§ Data provided:
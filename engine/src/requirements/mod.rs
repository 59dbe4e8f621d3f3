//! Document requirement tracking
//!
//! When a user asks for a document to be drafted, the tracker picks the
//! matching template and keeps a checklist of the data still needed. Items
//! start `pending` (or `needs_search` when their legal basis must be looked
//! up) and flip to `collected` once the user supplies a value.
//!
//! Deterministic and template driven; no network I/O.

use sdk::errors::EngineError;
use serde::{Deserialize, Serialize};
use std::collections::HashMap;
use std::fmt::Write;
use std::fs;
use std::path::Path;

use crate::classifier::normalize;

const EMBEDDED_TEMPLATES: &str = include_str!("../../templates/requirements.toml");
const MAX_KEY_CHARS: usize = 40;

#[derive(Debug, Clone, Copy, Serialize, Deserialize, PartialEq, Eq)]
#[serde(rename_all = "snake_case")]
pub enum RequirementStatus {
    Pending,
    Collected,
    NeedsSearch,
}

/// One piece of data a document needs
#[derive(Debug, Clone, Serialize, Deserialize, PartialEq)]
pub struct RequirementItem {
    pub name: String,
    pub description: String,
    pub status: RequirementStatus,
    #[serde(skip_serializing_if = "Option::is_none")]
    pub legal_basis: Option<String>,
    #[serde(skip_serializing_if = "Option::is_none")]
    pub value: Option<String>,
}

#[derive(Debug, Clone, Deserialize)]
struct TemplateFile {
    #[allow(dead_code)]
    version: u32,
    #[serde(default)]
    drafting_cues: Vec<String>,
    kinds: Vec<DocumentTemplate>,
}

#[derive(Debug, Clone, Deserialize)]
pub struct ItemTemplate {
    pub name: String,
    pub description: String,
    #[serde(default)]
    pub aliases: Vec<String>,
    #[serde(default)]
    pub legal_basis: Option<String>,
    #[serde(default)]
    pub needs_search: bool,
}

/// Template for one kind of document
#[derive(Debug, Clone, Deserialize)]
pub struct DocumentTemplate {
    pub id: String,
    pub label: String,
    pub keywords: Vec<String>,
    pub items: Vec<ItemTemplate>,
}

impl DocumentTemplate {
    fn item_for_key(&self, key: &str) -> Option<&ItemTemplate> {
        self.items.iter().find(|item| {
            field_key(&item.name) == key || item.aliases.iter().any(|a| field_key(a) == key)
        })
    }
}

#[derive(Debug, Clone)]
pub struct RequirementTracker {
    cues: Vec<String>,
    kinds: Vec<DocumentTemplate>,
}

impl RequirementTracker {
    pub fn from_toml_str(contents: &str) -> Result<Self, EngineError> {
        let file: TemplateFile = toml::from_str(contents)
            .map_err(|e| EngineError::Template(format!("Failed to parse templates: {}", e)))?;

        for kind in &file.kinds {
            if kind.items.is_empty() {
                return Err(EngineError::Template(format!(
                    "Document kind '{}' has no items",
                    kind.id
                )));
            }
            if kind.keywords.is_empty() {
                return Err(EngineError::Template(format!(
                    "Document kind '{}' has no keywords",
                    kind.id
                )));
            }
        }

        Ok(Self {
            cues: file.drafting_cues.iter().map(|c| normalize(c)).collect(),
            kinds: file
                .kinds
                .into_iter()
                .map(|mut kind| {
                    kind.keywords = kind.keywords.iter().map(|k| normalize(k)).collect();
                    kind
                })
                .collect(),
        })
    }

    pub fn embedded() -> Result<Self, EngineError> {
        Self::from_toml_str(EMBEDDED_TEMPLATES)
    }

    pub fn load_or_embedded(path: Option<&Path>) -> Result<Self, EngineError> {
        match path {
            Some(path) => {
                let contents = fs::read_to_string(path).map_err(|e| {
                    EngineError::Template(format!("Failed to read {}: {}", path.display(), e))
                })?;
                Self::from_toml_str(&contents)
            }
            None => Self::embedded(),
        }
    }

    pub fn kind(&self, id: &str) -> Option<&DocumentTemplate> {
        self.kinds.iter().find(|k| k.id == id)
    }

    /// The user is asking for a document to be written
    pub fn is_drafting_request(&self, message: &str) -> bool {
        let text = normalize(message);
        self.cues.iter().any(|cue| text.contains(cue.as_str()))
    }

    /// Document kind named in the message; the longest keyword match wins
    pub fn detect_document_kind(&self, message: &str) -> Option<&DocumentTemplate> {
        let text = normalize(message);
        self.kinds
            .iter()
            .filter_map(|kind| {
                kind.keywords
                    .iter()
                    .filter(|k| text.contains(k.as_str()))
                    .map(|k| k.chars().count())
                    .max()
                    .map(|len| (len, kind))
            })
            // Earlier kinds win ties
            .fold(None, |best: Option<(usize, &DocumentTemplate)>, (len, kind)| match best {
                Some((best_len, _)) if best_len >= len => best,
                _ => Some((len, kind)),
            })
            .map(|(_, kind)| kind)
    }

    /// Fresh checklist for a document kind
    pub fn build_checklist(&self, kind_id: &str) -> Option<Vec<RequirementItem>> {
        let kind = self.kind(kind_id)?;
        Some(
            kind.items
                .iter()
                .map(|item| RequirementItem {
                    name: item.name.clone(),
                    description: item.description.clone(),
                    status: if item.needs_search {
                        RequirementStatus::NeedsSearch
                    } else {
                        RequirementStatus::Pending
                    },
                    legal_basis: item.legal_basis.clone(),
                    value: None,
                })
                .collect(),
        )
    }

    /// Apply user supplied values; keys may be item names or aliases
    pub fn apply_user_data(
        &self,
        kind_id: &str,
        items: Vec<RequirementItem>,
        data: &HashMap<String, String>,
    ) -> Vec<RequirementItem> {
        let Some(kind) = self.kind(kind_id) else {
            return items;
        };

        let mut values: HashMap<&str, &str> = HashMap::new();
        for (key, value) in data {
            if let Some(item) = kind.item_for_key(&field_key(key)) {
                if !value.trim().is_empty() {
                    values.insert(item.name.as_str(), value.trim());
                }
            }
        }

        items
            .into_iter()
            .map(|mut item| {
                if let Some(value) = values.get(item.name.as_str()) {
                    item.value = Some(value.to_string());
                    item.status = RequirementStatus::Collected;
                }
                item
            })
            .collect()
    }
}

/// Normalized form of a user-typed field name
fn field_key(raw: &str) -> String {
    normalize(raw)
        .chars()
        .map(|c| if c.is_alphanumeric() { c } else { '_' })
        .collect::<String>()
        .split('_')
        .filter(|s| !s.is_empty())
        .collect::<Vec<_>>()
        .join("_")
}

/// Parse `field: value` lines out of a message
pub fn extract_user_data(message: &str) -> HashMap<String, String> {
    let mut data = HashMap::new();
    for line in message.lines() {
        let line = line.trim().trim_start_matches(['-', '*', '•']).trim();
        let Some((key, value)) = line.split_once(':') else {
            continue;
        };
        let key = field_key(key);
        let value = value.trim();
        if key.is_empty() || value.is_empty() || key.chars().count() > MAX_KEY_CHARS {
            continue;
        }
        data.insert(key, value.to_string());
    }
    data
}

/// Prompt block listing what the document still needs
pub fn missing_block(kind: &DocumentTemplate, items: &[RequirementItem]) -> String {
    let mut out = String::new();
    let _ = writeln!(out, "DOCUMENT CHECKLIST ({}):", kind.label);

    let pending: Vec<&RequirementItem> = items
        .iter()
        .filter(|i| i.status == RequirementStatus::Pending)
        .collect();
    let to_verify: Vec<&RequirementItem> = items
        .iter()
        .filter(|i| i.status == RequirementStatus::NeedsSearch)
        .collect();
    let collected: Vec<&RequirementItem> = items
        .iter()
        .filter(|i| i.status == RequirementStatus::Collected)
        .collect();

    if pending.is_empty() && to_verify.is_empty() {
        out.push_str("All required data has been collected. Draft the document.\n");
    } else {
        out.push_str("Ask the user for the missing data before drafting.\n");
    }

    if !pending.is_empty() {
        out.push_str("Still missing:\n");
        for item in pending {
            let _ = writeln!(out, "- {}: {}", item.name, item.description);
        }
    }
    if !to_verify.is_empty() {
        out.push_str("Needs legal verification:\n");
        for item in to_verify {
            match &item.legal_basis {
                Some(basis) => {
                    let _ = writeln!(out, "- {}: {} ({})", item.name, item.description, basis);
                }
                None => {
                    let _ = writeln!(out, "- {}: {}", item.name, item.description);
                }
            }
        }
    }
    if !collected.is_empty() {
        out.push_str("Collected:\n");
        for item in collected {
            let _ = writeln!(
                out,
                "- {}: {}",
                item.name,
                item.value.as_deref().unwrap_or_default()
            );
        }
    }

    out.trim_end().to_string()
}

#[cfg(test)]
mod tests {
    use super::*;

    fn tracker() -> RequirementTracker {
        RequirementTracker::embedded().unwrap()
    }

    #[test]
    fn test_detect_longest_keyword() {
        let t = tracker();
        let kind = t
            .detect_document_kind("Necesito una demanda de divorcio")
            .unwrap();
        assert_eq!(kind.id, "demanda_divorcio");

        let kind = t
            .detect_document_kind("Redacta un contrato de arrendamiento para un local")
            .unwrap();
        assert_eq!(kind.id, "contrato_arrendamiento");

        assert!(t.detect_document_kind("¿Qué dice el artículo 15?").is_none());
    }

    #[test]
    fn test_drafting_cues() {
        let t = tracker();
        assert!(t.is_drafting_request("Redáctame un poder notarial"));
        assert!(!t.is_drafting_request("¿Es legal el despido sin aviso?"));
    }

    #[test]
    fn test_checklist_initial_statuses() {
        let items = tracker().build_checklist("demanda_laboral").unwrap();
        let prestaciones = items.iter().find(|i| i.name == "prestaciones").unwrap();
        assert_eq!(prestaciones.status, RequirementStatus::NeedsSearch);
        assert!(prestaciones.legal_basis.is_some());
        let trabajador = items.iter().find(|i| i.name == "trabajador").unwrap();
        assert_eq!(trabajador.status, RequirementStatus::Pending);
        assert!(tracker().build_checklist("unknown").is_none());
    }

    #[test]
    fn test_apply_user_data_with_aliases() {
        let t = tracker();
        let items = t.build_checklist("contrato_arrendamiento").unwrap();
        let data = extract_user_data("Inquilino: Ana López\n- Renta mensual: 800 EUR\nnota sin valor:\n");
        let items = t.apply_user_data("contrato_arrendamiento", items, &data);

        let arrendatario = items.iter().find(|i| i.name == "arrendatario").unwrap();
        assert_eq!(arrendatario.status, RequirementStatus::Collected);
        assert_eq!(arrendatario.value.as_deref(), Some("Ana López"));

        let renta = items.iter().find(|i| i.name == "renta").unwrap();
        assert_eq!(renta.value.as_deref(), Some("800 EUR"));

        let arrendador = items.iter().find(|i| i.name == "arrendador").unwrap();
        assert_eq!(arrendador.status, RequirementStatus::Pending);
    }

    #[test]
    fn test_extract_user_data_keys() {
        let data = extract_user_data("Fecha de ingreso: 1 de marzo de 2020\nhola");
        assert_eq!(data.get("fecha_de_ingreso").map(String::as_str), Some("1 de marzo de 2020"));
        assert_eq!(data.len(), 1);
    }

    #[test]
    fn test_missing_block_lists_states() {
        let t = tracker();
        let kind = t.kind("poder_notarial").unwrap();
        let items = t.build_checklist("poder_notarial").unwrap();
        let mut data = HashMap::new();
        data.insert("otorgante".to_string(), "Luis Pérez".to_string());
        let items = t.apply_user_data("poder_notarial", items, &data);

        let block = missing_block(kind, &items);
        assert!(block.starts_with("DOCUMENT CHECKLIST (Poder notarial):"));
        assert!(block.contains("Still missing:\n- apoderado"));
        assert!(block.contains("Needs legal verification:\n- facultades"));
        assert!(block.contains("Collected:\n- otorgante: Luis Pérez"));
    }

    #[test]
    fn test_template_without_items_rejected() {
        let result = RequirementTracker::from_toml_str(
            r#"
version = 1

[[kinds]]
id = "vacio"
label = "Vacío"
keywords = ["vacio"]
items = []
"#,
        );
        assert!(matches!(result, Err(EngineError::Template(_))));
    }
}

§ Problem: Starting with the line above that holds "Document requirement tracking" and stopping with the line that holds "must be looked", reproduce each line exactly, omitting all other lines.

§ Your response:
//! Document requirement tracking
//!
//! When a user asks for a document to be drafted, the tracker picks the
//! matching template and keeps a checklist of the data still needed. Items
//! start `pending` (or `needs_search` when their legal basis must be looked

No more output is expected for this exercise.